= Minkowski–Hlawka theorem =

Existence theorem on the lattice packing of hyperspheres

In mathematics, the Minkowski–Hlawka theorem is a result on the lattice packing of hyperspheres in dimension n > 1. It states that there is a lattice in Euclidean space of dimension n, such that the corresponding best packing of hyperspheres with centres at the lattice points has density Δ satisfying

$\Delta \geq \frac{\zeta(n)}{2^{n-1}},$

with ζ the Riemann zeta function. Here as n → ∞, ζ(n) → 1. The proof of this theorem is indirect and does not give an explicit example, however, and there is still no known simple and explicit way to construct lattices with packing densities exceeding this bound for arbitrary n. In principle one can find explicit examples: for example, even just picking a few "random" lattices will work with high probability. The problem is that testing these lattices to see if they are solutions requires finding their shortest vectors, and the number of cases to check grows very fast with the dimension, so this could take a very long time.

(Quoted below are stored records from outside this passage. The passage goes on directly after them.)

//! Struct introspection contract.
//!
//! A struct-shaped argument bundle declares an ordered list of argument keys
//! (one per field) and knows how to build itself from an [`Environment`] and
//! how to flatten itself back into one. The resolution engine only ever sees
//! the keys and environments; it never reflects over Rust types itself.

use crate::environment::Environment;
use crate::key::ArgKey;

/// A struct whose fields are resolvable arguments.
///
/// Implement by hand or with [`arg_struct!`](crate::arg_struct).
pub trait ArgStruct: Sized + Send + Sync + 'static {
    /// Keys declared by this struct, in field order.
    fn arg_keys() -> Vec<ArgKey>;

    /// Build the struct from `env`. `None` if any field is missing.
    fn from_env(env: &Environment) -> Option<Self>;

    /// Flatten the struct into an environment holding one value per field.
    fn into_env(self) -> Environment;
}

/// The empty bundle. Used by converters that take no inputs.
impl ArgStruct for () {
    fn arg_keys() -> Vec<ArgKey> {
        Vec::new()
    }

    fn from_env(_env: &Environment) -> Option<Self> {
        Some(())
    }

    fn into_env(self) -> Environment {
        Environment::new()
    }
}

/// Define a struct and implement [`ArgStruct`] for it.
///
/// Each field becomes an argument key named after the field, or after the
/// string literal given with `=>`. Field types must be `Clone + Send + Sync`.
///
/// ```
/// use argmapper_types::{arg_struct, ArgKey, ArgStruct, Environment};
///
/// arg_struct! {
///     #[derive(Debug, Clone)]
///     pub struct Listen {
///         pub port: u16 => "Port",
///         pub host: String,
///     }
/// }
///
/// assert_eq!(
///     Listen::arg_keys(),
///     vec![ArgKey::of::<u16>("Port"), ArgKey::of::<String>("host")]
/// );
///
/// let env = Environment::new()
///     .with("Port", 8080u16)
///     .with("host", "localhost".to_string());
/// let listen = Listen::from_env(&env).unwrap();
/// assert_eq!(listen.port, 8080);
/// ```
#[macro_export]
macro_rules! arg_struct {
    (@key_name $field:ident) => {
        stringify!($field)
    };
    (@key_name $field:ident, $tag:literal) => {
        $tag
    };
    (
        $(#[$meta:meta])*
        $vis:vis struct $name:ident {
            $(
                $(#[$field_meta:meta])*
                $field_vis:vis $field:ident : $ty:ty $(=> $tag:literal)?
            ),* $(,)?
        }
    ) => {
        $(#[$meta])*
        $vis struct $name {
            $(
                $(#[$field_meta])*
                $field_vis $field: $ty,
            )*
        }

        impl $crate::ArgStruct for $name {
            fn arg_keys() -> ::std::vec::Vec<$crate::ArgKey> {
                ::std::vec![
                    $( $crate::ArgKey::of::<$ty>($crate::arg_struct!(@key_name $field $(, $tag)?)) ),*
                ]
            }

            #[allow(unused_variables)]
            fn from_env(env: &$crate::Environment) -> ::std::option::Option<Self> {
                ::std::option::Option::Some(Self {
                    $(
                        $field: env.get_as::<$ty>($crate::arg_struct!(@key_name $field $(, $tag)?))?,
                    )*
                })
            }

            #[allow(unused_mut)]
            fn into_env(self) -> $crate::Environment {
                let mut env = $crate::Environment::new();
                $(
                    env.set($crate::arg_struct!(@key_name $field $(, $tag)?), self.$field);
                )*
                env
            }
        }
    };
}

#[cfg(test)]
mod tests {
    use crate::{ArgKey, ArgStruct, Environment};

    arg_struct! {
        #[derive(Debug, Clone, PartialEq)]
        struct Connection {
            dsn: String => "DSN",
            pool_size: u32,
        }
    }

    arg_struct! {
        struct Nothing {}
    }

    #[test]
    fn test_keys_follow_field_order_and_tags() {
        assert_eq!(
            Connection::arg_keys(),
            vec![ArgKey::of::<String>("DSN"), ArgKey::of::<u32>("pool_size")]
        );
        assert!(Nothing::arg_keys().is_empty());
    }

    #[test]
    fn test_from_env_requires_every_field() {
        let partial = Environment::new().with("DSN", "postgres://".to_string());
        assert!(Connection::from_env(&partial).is_none());

        let full = partial.with("pool_size", 4u32);
        assert_eq!(
            Connection::from_env(&full),
            Some(Connection {
                dsn: "postgres://".into(),
                pool_size: 4
            })
        );
    }

    #[test]
    fn test_into_env_uses_key_names() {
        let env = Connection {
            dsn: "sqlite::memory:".into(),
            pool_size: 1,
        }
        .into_env();
        assert_eq!(env.get_as::<String>("DSN").as_deref(), Some("sqlite::memory:"));
        assert_eq!(env.get_as::<u32>("pool_size"), Some(1));
    }

    #[test]
    fn test_unit_bundle_is_empty() {
        assert!(<()>::arg_keys().is_empty());
        assert_eq!(<()>::from_env(&Environment::new()), Some(()));
    }
}
//! Shared data model for the argmapper workspace.
//!
//! - [`ArgKey`] / [`TypeDescriptor`]: identity of one named, typed value
//! - [`Value`]: a shared, type-erased value
//! - [`Environment`]: a mapping from keys to values, scoped to one resolution
//! - [`ArgStruct`] and [`arg_struct!`]: struct-shaped argument bundles
//! - [`env_utils`]: environment-variable parsing for configuration

pub mod arg_struct;
pub mod env_utils;
pub mod environment;
pub mod key;
pub mod value;

pub use arg_struct::ArgStruct;
pub use environment::{Environment, TypeMismatch};
pub use key::{ArgKey, TypeDescriptor};
pub use value::Value;
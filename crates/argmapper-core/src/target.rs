//! Targets: the argument keys a caller's function requires.

use std::collections::BTreeSet;
use std::fmt;
use std::marker::PhantomData;

use argmapper_types::{ArgKey, ArgStruct, Environment};

use crate::error::ConstructionError;
use crate::signature::{Shape, Signature};

/// The set of keys a resolution must produce.
#[derive(Debug, Clone, Default, PartialEq, Eq)]
pub struct Target {
    required: BTreeSet<ArgKey>,
}

impl Target {
    pub fn new(required: impl IntoIterator<Item = ArgKey>) -> Self {
        Self {
            required: required.into_iter().collect(),
        }
    }

    /// Target requiring every field of `I`.
    pub fn of<I: ArgStruct>() -> Self {
        Self::new(I::arg_keys())
    }

    /// Target for a declared function signature.
    pub fn from_signature(name: &str, signature: &Signature) -> Result<Self, ConstructionError> {
        Ok(Self::new(signature.validate_target(name)?))
    }

    pub fn required(&self) -> &BTreeSet<ArgKey> {
        &self.required
    }

    pub fn is_empty(&self) -> bool {
        self.required.is_empty()
    }

    pub fn is_satisfied_by(&self, env: &Environment) -> bool {
        env.satisfies(&self.required)
    }
}

impl fmt::Display for Target {
    fn fmt(&self, f: &mut fmt::Formatter<'_>) -> fmt::Result {
        let keys: Vec<String> = self.required.iter().map(ToString::to_string).collect();
        write!(f, "{{{}}}", keys.join(", "))
    }
}

/// A target function: called with a struct-shaped argument bundle built from
/// whatever values resolution can supply.
///
/// ```
/// use argmapper_core::{Func, Resolver};
/// use argmapper_types::{arg_struct, Environment};
///
/// arg_struct! { struct Greet { name: String => "Name" } }
///
/// let greet = Func::new("greet", |g: Greet| format!("hello {}", g.name)).unwrap();
/// let env = Environment::new().with("Name", "Alice".to_string());
/// let out = Resolver::new().call(&greet, &env).unwrap();
/// assert_eq!(out, "hello Alice");
/// ```
pub struct Func<I, O> {
    name: String,
    target: Target,
    f: Box<dyn Fn(I) -> O + Send + Sync>,
    _marker: PhantomData<fn(I) -> O>,
}

impl<I: ArgStruct, O> Func<I, O> {
    pub fn new<F>(name: impl Into<String>, f: F) -> Result<Self, ConstructionError>
    where
        F: Fn(I) -> O + Send + Sync + 'static,
    {
        let name = name.into();
        let signature = Signature::function(vec![Shape::of::<I>()], vec![]);
        let target = Target::from_signature(&name, &signature)?;
        Ok(Self {
            name,
            target,
            f: Box::new(f),
            _marker: PhantomData,
        })
    }

    pub fn name(&self) -> &str {
        &self.name
    }

    pub fn target(&self) -> &Target {
        &self.target
    }

    /// Build the argument bundle from `env` and call the function.
    ///
    /// Returns `None` if `env` lacks any required key.
    pub fn call_with(&self, env: &Environment) -> Option<O> {
        I::from_env(env).map(|input| (self.f)(input))
    }
}

impl<I, O> fmt::Debug for Func<I, O> {
    fn fmt(&self, f: &mut fmt::Formatter<'_>) -> fmt::Result {
        f.debug_struct("Func")
            .field("name", &self.name)
            .field("target", &self.target)
            .finish_non_exhaustive()
    }
}

#[cfg(test)]
mod tests {
    use super::*;
    use argmapper_types::arg_struct;

    arg_struct! {
        struct Serve {
            port: u16 => "Port",
            host: String => "Host",
        }
    }

    #[test]
    fn test_target_of_struct() {
        let target = Target::of::<Serve>();
        assert_eq!(target.required().len(), 2);
        assert!(target.required().contains(&ArgKey::of::<u16>("Port")));
        assert_eq!(target.to_string(), "{Host: String, Port: u16}");
    }

    #[test]
    fn test_target_satisfaction() {
        let target = Target::of::<Serve>();
        let env = Environment::new().with("Port", 80u16);
        assert!(!target.is_satisfied_by(&env));
        assert!(target.is_satisfied_by(&env.with("Host", "::1".to_string())));
        assert!(Target::default().is_satisfied_by(&Environment::new()));
    }

    #[test]
    fn test_func_call_with() {
        let func = Func::new("serve", |s: Serve| format!("{}:{}", s.host, s.port)).unwrap();
        assert_eq!(func.target(), &Target::of::<Serve>());
        let env = Environment::new()
            .with("Port", 80u16)
            .with("Host", "localhost".to_string());
        assert_eq!(func.call_with(&env).as_deref(), Some("localhost:80"));
        assert!(func.call_with(&Environment::new()).is_none());
    }

    #[test]
    fn test_target_from_bad_signature() {
        let err = Target::from_signature("run", &Signature::not_a_function("struct Config"))
            .unwrap_err();
        assert!(err.to_string().contains("not a function"));
    }
}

This result was stated without proof by Minkowski (1911) and proved by Hlawka (1943). The result is related to a linear lower bound for the Hermite constant.

==Siegel's theorem==

Siegel (1945) proved the following generalization of the Minkowski–Hlawka theorem. If S is a bounded set in R^{n} with Jordan volume vol(S) then the average number of nonzero lattice vectors in S is vol(S)/D, where the average is taken over all lattices with a fundamental domain of volume D, and similarly the average number of primitive lattice vectors in S is vol(S)/Dζ(n).

The Minkowski–Hlawka theorem follows easily from this, using the fact that if S is a star-shaped centrally symmetric body (such as a ball) containing less than 2 primitive lattice vectors then it contains no nonzero lattice vectors.